**Work item:** Look through the material below and give the number of lines where the string "value" occurs, with nothing added.
==== Information shown
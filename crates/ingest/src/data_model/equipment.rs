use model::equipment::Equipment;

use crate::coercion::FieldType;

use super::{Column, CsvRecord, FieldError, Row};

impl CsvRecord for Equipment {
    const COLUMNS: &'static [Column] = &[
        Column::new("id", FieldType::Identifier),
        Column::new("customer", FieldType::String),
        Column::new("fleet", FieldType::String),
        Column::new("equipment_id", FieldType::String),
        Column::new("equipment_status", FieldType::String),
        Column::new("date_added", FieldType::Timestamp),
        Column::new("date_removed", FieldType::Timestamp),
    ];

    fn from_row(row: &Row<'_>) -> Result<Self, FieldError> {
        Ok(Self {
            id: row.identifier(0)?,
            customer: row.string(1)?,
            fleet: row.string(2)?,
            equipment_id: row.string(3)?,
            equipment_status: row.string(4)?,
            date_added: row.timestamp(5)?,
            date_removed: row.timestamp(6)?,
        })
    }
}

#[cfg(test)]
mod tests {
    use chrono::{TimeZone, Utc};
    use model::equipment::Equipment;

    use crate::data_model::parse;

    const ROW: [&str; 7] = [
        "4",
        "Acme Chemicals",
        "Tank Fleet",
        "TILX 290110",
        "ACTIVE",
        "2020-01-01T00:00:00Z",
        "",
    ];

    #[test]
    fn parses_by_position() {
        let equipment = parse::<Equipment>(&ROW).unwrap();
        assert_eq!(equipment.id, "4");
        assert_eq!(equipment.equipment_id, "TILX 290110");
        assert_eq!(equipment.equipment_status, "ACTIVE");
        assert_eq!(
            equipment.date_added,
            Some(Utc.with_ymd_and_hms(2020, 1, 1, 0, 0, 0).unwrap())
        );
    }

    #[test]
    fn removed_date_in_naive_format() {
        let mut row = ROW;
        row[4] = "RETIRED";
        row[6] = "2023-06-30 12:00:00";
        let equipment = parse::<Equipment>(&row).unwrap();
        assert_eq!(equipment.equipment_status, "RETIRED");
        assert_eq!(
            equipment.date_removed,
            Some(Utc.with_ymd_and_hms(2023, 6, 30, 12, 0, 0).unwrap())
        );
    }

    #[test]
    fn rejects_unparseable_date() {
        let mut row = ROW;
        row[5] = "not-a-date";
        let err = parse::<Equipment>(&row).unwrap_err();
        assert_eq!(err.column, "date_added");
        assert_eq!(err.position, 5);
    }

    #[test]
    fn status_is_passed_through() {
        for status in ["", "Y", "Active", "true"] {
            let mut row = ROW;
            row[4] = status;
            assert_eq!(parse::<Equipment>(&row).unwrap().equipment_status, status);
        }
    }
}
========
==== Information shown
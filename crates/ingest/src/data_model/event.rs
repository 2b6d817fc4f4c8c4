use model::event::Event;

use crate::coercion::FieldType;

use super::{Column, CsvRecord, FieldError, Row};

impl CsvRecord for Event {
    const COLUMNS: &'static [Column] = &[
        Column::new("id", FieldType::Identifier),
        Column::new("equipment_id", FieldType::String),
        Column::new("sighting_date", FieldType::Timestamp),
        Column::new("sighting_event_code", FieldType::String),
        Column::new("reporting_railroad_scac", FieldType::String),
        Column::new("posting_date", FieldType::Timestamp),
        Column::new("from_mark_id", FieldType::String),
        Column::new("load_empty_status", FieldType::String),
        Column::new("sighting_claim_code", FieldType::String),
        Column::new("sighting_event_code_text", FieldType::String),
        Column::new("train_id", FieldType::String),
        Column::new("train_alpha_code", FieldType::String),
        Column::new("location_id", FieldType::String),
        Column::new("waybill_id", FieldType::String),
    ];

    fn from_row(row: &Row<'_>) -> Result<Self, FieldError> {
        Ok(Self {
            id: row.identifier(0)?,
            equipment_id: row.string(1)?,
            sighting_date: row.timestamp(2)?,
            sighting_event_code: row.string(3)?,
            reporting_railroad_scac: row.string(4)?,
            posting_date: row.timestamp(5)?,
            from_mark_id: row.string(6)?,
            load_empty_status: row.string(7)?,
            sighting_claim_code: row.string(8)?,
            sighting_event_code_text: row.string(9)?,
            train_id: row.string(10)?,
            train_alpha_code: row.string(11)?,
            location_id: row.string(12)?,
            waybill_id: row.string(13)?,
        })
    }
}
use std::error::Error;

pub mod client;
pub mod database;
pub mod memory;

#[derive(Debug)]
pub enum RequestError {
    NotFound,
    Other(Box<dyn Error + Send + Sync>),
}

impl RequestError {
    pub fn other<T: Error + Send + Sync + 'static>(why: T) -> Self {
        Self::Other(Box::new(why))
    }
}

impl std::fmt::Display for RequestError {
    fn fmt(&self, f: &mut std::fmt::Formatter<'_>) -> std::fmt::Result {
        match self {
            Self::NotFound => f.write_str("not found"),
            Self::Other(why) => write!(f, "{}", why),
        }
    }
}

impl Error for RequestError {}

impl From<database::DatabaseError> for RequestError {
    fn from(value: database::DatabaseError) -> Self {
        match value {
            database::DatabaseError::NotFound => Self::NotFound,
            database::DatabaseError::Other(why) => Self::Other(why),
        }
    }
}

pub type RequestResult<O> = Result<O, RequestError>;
========
**Answer for the task:** 2